News industry officials, including Atlanta Journal-Constitution Editor Kevin Riley, testified Tuesday on Capitol Hill in favor of legislation they say would help recover advertising revenue lost in recent years to tech behemoths such as Google and Facebook.
The group urged lawmakers on a House antitrust subcommittee to pass the Journalism Competition and Preservation Act. The bipartisan bill would provide a four-year reprieve from federal antitrust laws, allowing print and digital publishers to collectively bargain with tech companies about how their content is used — and what share of ad dollars they'll receive.
The head of the News Media Alliance, a trade association representing more than 2,000 newspapers and online outlets including the AJC, said Facebook and Google exert an “extreme level of control” over news outlets and that Congress needs to step in.

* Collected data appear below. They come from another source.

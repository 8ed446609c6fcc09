//! 先规划后执行策略：计划数据、中止策略、执行器

pub mod executor;
pub mod types;

pub use executor::{PlanAndExecute, PlanOutcome};
pub use types::{parse_plan, AbortPolicy, Plan, PlannedStep};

“These tech giants use secret, unpredictable algorithms to determine how and even whether content is delivered to readers,” David Chavern told a packed hearing room. “They scrape news organizations’ content and use it to their own ends, without permission or remuneration for the companies that generated the content in the first place.”
A Facebook spokeswoman later denied that the company scrapes content and said it works with publishers to determine how readers can access stories on the social media site.
“When an article is shared on Facebook — whether by a consumer or a publisher — access to that content will depend on whether and how the publisher has decided to make that article available,” the spokeswoman said.
Google and Facebook together rake in nearly three-quarters of online ad revenue, according to a recent study from the research group Pivotal.
Federal antitrust laws bar news organizations from banding together to negotiate more favorable terms from social media and search sites. And individual outlets are deterred from acting alone, according to Chavern’s group, because large tech companies could tank a news organization’s traffic by demoting or excluding its stories from searches.
The bill’s proponents say it could help turn the tide for an industry that’s been harmed over the past two decades by declining print subscriptions and ad revenue streams that have dried up and increasingly headed online.
As tech sites’ share of advertising revenue has grown — Google’s skyrocketed from $3.8 billion in 2005 to $52.4 billion in 2017 — U.S. newspapers have watched their’s nosedive from more than $49 billion to $16.5 billion during the same 12-year period, according to the Pew Research Center.
Riley highlighted some of the newspaper's most high-impact work over the past several years, including its coverage of the Atlanta Public Schools cheating scandal and a national investigation of doctors and sex abuse, which was a finalist for a Pulitzer Prize.
"If others repackage our journalism and make money off it, yet none of that money makes its way back to the local paper, then it makes breaking that next story or exposing the next scandal more challenging," Riley stated in his written testimony. "If that cycle continues indefinitely, quality local journalism will slowly wither and eventually cease to exist."
A trade group representing Facebook and Google said the bill would harm consumers, raise prices and slow innovation by allowing competing news organizations to “collude” with one another.
Matt Schruers, the vice president of law and policy for the Computer and Communications Industry Association, said tech companies have helped news sites grow their digital audiences to the tune of 10 billion viewers a month.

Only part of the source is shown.